Malgrado le ultime fiammate e gaffe, la campagna elettorale negli Usa è entrata in una fase di stanchezza e di reiterazione del già detto. È il commento che ii propone un attento osservatore della scena americana come Giampiero Gramaglia, giornalista, già corrispondente dagli Stati Uniti ed esperto di relazioni internazionali. In questa intervista a Start Magazine Gramaglia spiega anche perché la candidatura di Kamala Harris non ha funzionato come si sperava e perché invece quella di Trump appare impermeabile a ogni affermazione strampalata.
Come sono state queste ultime battute della campagna elettorale?
Percepisco una certa stanchezza, come se si fosse arrivati ormai a fine corsa. Difatti sia Trump che Harris tendono ultimamente a ripetersi, e questo è inevitabile. Tuttavia per Trump è più facile fare notizia perché tanto le sue dichiarazioni non hanno l’onere del riscontro con la realtà. In ogni caso la stragrande maggioranza egli americani ha ormai già deciso chi votare e parecchi l’hanno già fatto.
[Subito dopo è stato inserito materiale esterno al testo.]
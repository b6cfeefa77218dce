//! Elects the active outline entry from intersection updates.

use poi_dom::{DomError, DomNode};
use poi_outline::Poi;
use poi_store::AnnotationStore;
use poi_traits::{IntersectionEntry, ObserverHost, Teardown};
use poi_types::PoiId;
use std::cell::RefCell;
use std::rc::Rc;

pub const DEFAULT_THRESHOLDS: [f64; 6] = [0.0, 0.1, 0.25, 0.5, 0.75, 1.0];

/// The last reported visibility of one entry.
#[derive(Debug, Clone, Copy, PartialEq)]
pub struct VisibilitySample {
    pub ratio: f64,
    pub top: f64,
}

/// Picks the best visible entry: highest ratio, then smallest top. Entries with a
/// ratio of zero never win, so `None` means "keep the current selection".
///
/// On a full tie the earlier sample wins.
pub fn elect_active<'a, I>(samples: I) -> Option<&'a PoiId>
where
    I: IntoIterator<Item = (&'a PoiId, &'a VisibilitySample)>,
{
    let mut best: Option<(&PoiId, VisibilitySample)> = None;
    for (id, sample) in samples {
        if sample.ratio <= 0.0 {
            continue;
        }
        let better = match &best {
            None => true,
            Some((_, current)) => {
                sample.ratio > current.ratio || (sample.ratio == current.ratio && sample.top < current.top)
            }
        };
        if better {
            best = Some((id, *sample));
        }
    }
    best.map(|(id, _)| id)
}

struct TrackerState<N> {
    /// Observed anchors and the entry each one stands for.
    targets: Vec<(N, PoiId)>,
    /// Samples in first-seen order, with the anchor they were taken from.
    samples: Vec<(N, PoiId, VisibilitySample)>,
}

impl<N: DomNode> TrackerState<N> {
    fn id_of(&self, node: &N) -> Option<&PoiId> {
        self.targets.iter().find(|(n, _)| n == node).map(|(_, id)| id)
    }

    fn record(&mut self, entries: Vec<IntersectionEntry<N>>) {
        // Anchors detached since their last sample must not win anymore.
        self.samples.retain(|(node, _, _)| node.is_connected());
        for entry in entries {
            if !entry.target.is_connected() {
                continue;
            }
            let Some(id) = self.id_of(&entry.target).cloned() else {
                continue;
            };
            let sample = VisibilitySample {
                ratio: entry.ratio,
                top: entry.bounding_top,
            };
            match self.samples.iter_mut().find(|(_, known, _)| *known == id) {
                Some((_, _, slot)) => *slot = sample,
                None => self.samples.push((entry.target, id, sample)),
            }
        }
    }

    fn best(&self) -> Option<PoiId> {
        elect_active(self.samples.iter().map(|(_, id, s)| (id, s))).cloned()
    }
}

/// Observes every live anchor of an outline against the scroll container.
pub struct VisibilityTracker;

impl VisibilityTracker {
    /// Starts tracking and returns the handle that disconnects it.
    ///
    /// Anchors that are already detached are skipped, as are anchors the host
    /// refuses to observe.
    pub fn attach<N: DomNode>(
        host: &dyn ObserverHost<N>,
        container: &N,
        pois: &[Poi<N>],
        thresholds: &[f64],
        store: Rc<AnnotationStore<N>>,
    ) -> Result<Teardown, DomError> {
        let state = Rc::new(RefCell::new(TrackerState {
            targets: Vec::with_capacity(pois.len()),
            samples: Vec::new(),
        }));

        let callback_state = state.clone();
        let observation = host.observe_intersections(
            container,
            thresholds,
            Box::new(move |entries| {
                let winner = {
                    let mut state = callback_state.borrow_mut();
                    state.record(entries);
                    state.best()
                };
                if let Some(id) = winner {
                    log::trace!("visible: {}", id);
                    store.set_active_poi_id(Some(id));
                }
            }),
        )?;

        for poi in pois {
            let Some(anchor) = poi.anchor.live() else {
                continue;
            };
            match observation.observe(anchor) {
                Ok(()) => state.borrow_mut().targets.push((anchor.clone(), poi.id.clone())),
                Err(err) => log::warn!("failed to observe anchor of '{}': {}", poi.id, err),
            }
        }

        log::info!(
            "visibility tracker attached: {} of {} anchor(s) observed",
            state.borrow().targets.len(),
            pois.len()
        );

        Ok(Teardown::new(move || observation.disconnect()))
    }
}

#[cfg(test)]
mod tests {
    use super::*;
    use crate::testing::RecordingObservers;
    use poi_dom::{DomDocument, MemNode, MemoryDom, parse_selector};
    use poi_extract::Extractor;
    use poi_outline::{OutlineBuilder, TitleLimits};
    use poi_store::AnnotationRepository;
    use poi_traits::InMemoryStorage;

    fn sample(ratio: f64, top: f64) -> VisibilitySample {
        VisibilitySample { ratio, top }
    }

    #[test]
    fn highest_ratio_wins() {
        let (a, b) = (PoiId::from("a"), PoiId::from("b"));
        let samples = [(a.clone(), sample(0.25, 0.0)), (b.clone(), sample(0.75, 300.0))];
        assert_eq!(elect_active(samples.iter().map(|(i, s)| (i, s))), Some(&b));
    }

    #[test]
    fn equal_ratios_prefer_the_smaller_top() {
        let (a, b) = (PoiId::from("a"), PoiId::from("b"));
        let samples = [(b.clone(), sample(0.6, 120.0)), (a.clone(), sample(0.6, -40.0))];
        assert_eq!(elect_active(samples.iter().map(|(i, s)| (i, s))), Some(&a));
    }

    #[test]
    fn full_ties_keep_the_first_sample() {
        let (a, b) = (PoiId::from("a"), PoiId::from("b"));
        let samples = [(a.clone(), sample(1.0, 10.0)), (b.clone(), sample(1.0, 10.0))];
        assert_eq!(elect_active(samples.iter().map(|(i, s)| (i, s))), Some(&a));
    }

    #[test]
    fn nothing_visible_elects_nobody() {
        let a = PoiId::from("a");
        let samples = [(a, sample(0.0, 0.0))];
        assert_eq!(elect_active(samples.iter().map(|(i, s)| (i, s))), None);
    }

    struct Fixture {
        container: MemNode,
        store: Rc<AnnotationStore<MemNode>>,
        pois: Vec<Poi<MemNode>>,
        observers: RecordingObservers<MemNode>,
    }

    fn fixture() -> Fixture {
        let _ = env_logger::builder().is_test(true).try_init();
        let dom = MemoryDom::parse(
            r#"<html><body><main style="overflow-y: auto">
<article data-message-author-role="user">one</article>
<article data-message-author-role="assistant">two<h2>Part</h2></article>
</main></body></html>"#,
        )
        .unwrap();
        let container = dom.select_first(&parse_selector("main").unwrap()).unwrap();
        let messages = Extractor::standard().unwrap().extract_messages(&dom);
        let pois = OutlineBuilder::new(TitleLimits::default()).unwrap().build(&messages);
        let repository = AnnotationRepository::new(Rc::new(InMemoryStorage::new()), "test");
        let store = Rc::new(AnnotationStore::new(repository, || "u".to_string()));
        store.set_pois(pois.clone());
        Fixture {
            container,
            store,
            pois,
            observers: RecordingObservers::new(),
        }
    }

    fn entry(poi: &Poi<MemNode>, ratio: f64, top: f64) -> IntersectionEntry<MemNode> {
        IntersectionEntry {
            target: poi.anchor.handle().clone(),
            ratio,
            bounding_top: top,
        }
    }

    #[test]
    fn equal_ratio_tie_selects_the_upper_anchor() {
        let f = fixture();
        let _teardown = VisibilityTracker::attach(
            &f.observers,
            &f.container,
            &f.pois,
            &DEFAULT_THRESHOLDS,
            f.store.clone(),
        )
        .unwrap();
        assert_eq!(f.observers.observed_targets().len(), 3);

        f.observers
            .fire_intersections(vec![entry(&f.pois[1], 0.6, 200.0), entry(&f.pois[0], 0.6, 50.0)]);
        assert_eq!(
            f.store.snapshot().active_poi_id.as_ref().map(|id| id.as_str()),
            Some("msg_1_prompt")
        );
    }

    #[test]
    fn invisible_batches_keep_the_previous_selection() {
        let f = fixture();
        let _teardown = VisibilityTracker::attach(
            &f.observers,
            &f.container,
            &f.pois,
            &DEFAULT_THRESHOLDS,
            f.store.clone(),
        )
        .unwrap();

        f.observers.fire_intersections(vec![entry(&f.pois[2], 0.5, 10.0)]);
        f.observers.fire_intersections(vec![entry(&f.pois[2], 0.0, -400.0)]);
        assert_eq!(
            f.store.snapshot().active_poi_id.as_ref().map(|id| id.as_str()),
            Some("msg_2_response_h2_1")
        );
    }

    #[test]
    fn detached_targets_are_ignored() {
        let f = fixture();
        let _teardown = VisibilityTracker::attach(
            &f.observers,
            &f.container,
            &f.pois,
            &DEFAULT_THRESHOLDS,
            f.store.clone(),
        )
        .unwrap();

        f.pois[0].anchor.handle().remove();
        f.observers.fire_intersections(vec![entry(&f.pois[0], 1.0, 0.0)]);
        assert_eq!(f.store.snapshot().active_poi_id, None);
    }

    #[test]
    fn samples_of_anchors_detached_later_stop_winning() {
        let f = fixture();
        let _teardown = VisibilityTracker::attach(
            &f.observers,
            &f.container,
            &f.pois,
            &DEFAULT_THRESHOLDS,
            f.store.clone(),
        )
        .unwrap();

        f.observers.fire_intersections(vec![entry(&f.pois[0], 1.0, 0.0)]);
        assert_eq!(
            f.store.snapshot().active_poi_id.as_ref().map(|id| id.as_str()),
            Some("msg_1_prompt")
        );

        f.pois[0].anchor.handle().remove();
        f.observers.fire_intersections(vec![entry(&f.pois[1], 0.5, 80.0)]);
        assert_eq!(
            f.store.snapshot().active_poi_id.as_ref().map(|id| id.as_str()),
            Some("msg_2_response")
        );
    }

    #[test]
    fn teardown_disconnects_and_is_idempotent() {
        let f = fixture();
        let teardown = VisibilityTracker::attach(
            &f.observers,
            &f.container,
            &f.pois,
            &DEFAULT_THRESHOLDS,
            f.store.clone(),
        )
        .unwrap();
        assert_eq!(f.observers.intersection_observer_count(), 1);
        teardown.run();
        teardown.run();
        assert_eq!(f.observers.intersection_observer_count(), 0);

        f.observers.fire_intersections(vec![entry(&f.pois[0], 1.0, 0.0)]);
        assert_eq!(f.store.snapshot().active_poi_id, None);
    }
}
Dunque il margine per far cambiare idea a qualcuno è ora molto limitato.
Sarà un testa a testa serratissimo.
Sì, infatti sarebbe arduo azzardare pronostici. Ma la mia percezione è che l’attuale sentiment, e in parte anche l’atteggiamento dei media, siano a favore di Trump. Conta molto una certa rassegnazione da parte democratica sulla candidatura di Kamala, che non ha sfondato come si sperava. I sondaggi certamente indicano che il voto per la vicepresidente sarà maggioritario a livello nazionale, ma il sistema elettorale Usa è tale che il voto nei famosi Stati chiave, che sarà determinante, potrebbe giocare a suo sfavore.
Cosa non ha funzionato nella candidatura di Harris?
Lei risente di un forte handicap che è quello di essere stata parte per quasi quattro anni di un’amministrazione che per molti motivi non sempre validi non è piaciuta. La Casa Bianca di Biden non ha ottenuto grandi risultati se non negli ultimi mesi. È inoltre una presidenza che sul piano internazionale non ha molto rafforzato il prestigio dell’America, basti pensare alla disastrosa ritirata dall’Afghanistan del 2021. Biden non ha saputo poi impedire la guerra in Ucraina, che era evitabile, e non ha saputo incidere in quella in Medio Oriente. Ma non è questo il fattore che penalizza di più Harris.
E qual è?
È il fatto che quattro anni fa si stava meglio. L’inflazione portata dal Covid e poi dai prezzi dell’energia ha fatto sì che, nonostante significativi e invidiabili aumenti delle retribuzioni, il potere d’acquisto degli americani sia diminuito. Quattro anni fa la gente poteva comprare di più e meglio.
Oltre a questo, cosa gonfia le vele di Trump?
A differenza di Kamala, che ha un elettorato molto critico che quindi tende a valutare negativamente gli errori commessi, Trump può fare e dire qualsiasi cosa perché al suo elettorato piace lo stesso. Non si sente quasi mai una critica all’ex presidente da parte di un trumpiano. Oltre alla capacità di far assorbire ogni affermazione, anche la più improbabile e non verificata, c’è un altro fattore che avvantaggia Trump.
Qual è?
Il fatto di essere in campagna elettorale ininterrottamente da più di otto anni. E lui in questo lunghissimo periodo è stato abilissimo a mantenere sempre alta l’attenzione su di sé.
Cosa ne pensa della trovata del McDonald’s?
Questa è una cosa che i candidati hanno sempre fatto, che si tratti di friggere le patatine o di versare la birra al pub. L’aspetto paradossale dell’operazione di Trump è che è stata Kamala Harris in gioventù a lavorare davvero da McDonald’s, mentre Trump lo fa per finta anche se lo fa bene e gli porterà fortuna come ha sempre fatto.
E lo scivolone del comico che al Madison Square Garden ha definito Portorico “un’isola galleggiante di spazzatura”?
Malgrado quelle parole non le abbia dette Trump, gli potrebbero costare caro. Ora però ci ha pensato Biden a dargli una mano usando lui stesso la parola spazzatura per indicare i sostenitori di Trump. Per quanto la Casa Bianca abbia poi corretto il tiro, i repubblicani hanno esultato ritenendo che il presidente abbia commesso lo stesso errore di Hillary Clinton nel 2016, quando definì “a basket of deplorables” i seguaci di The Donald. Un assist insomma.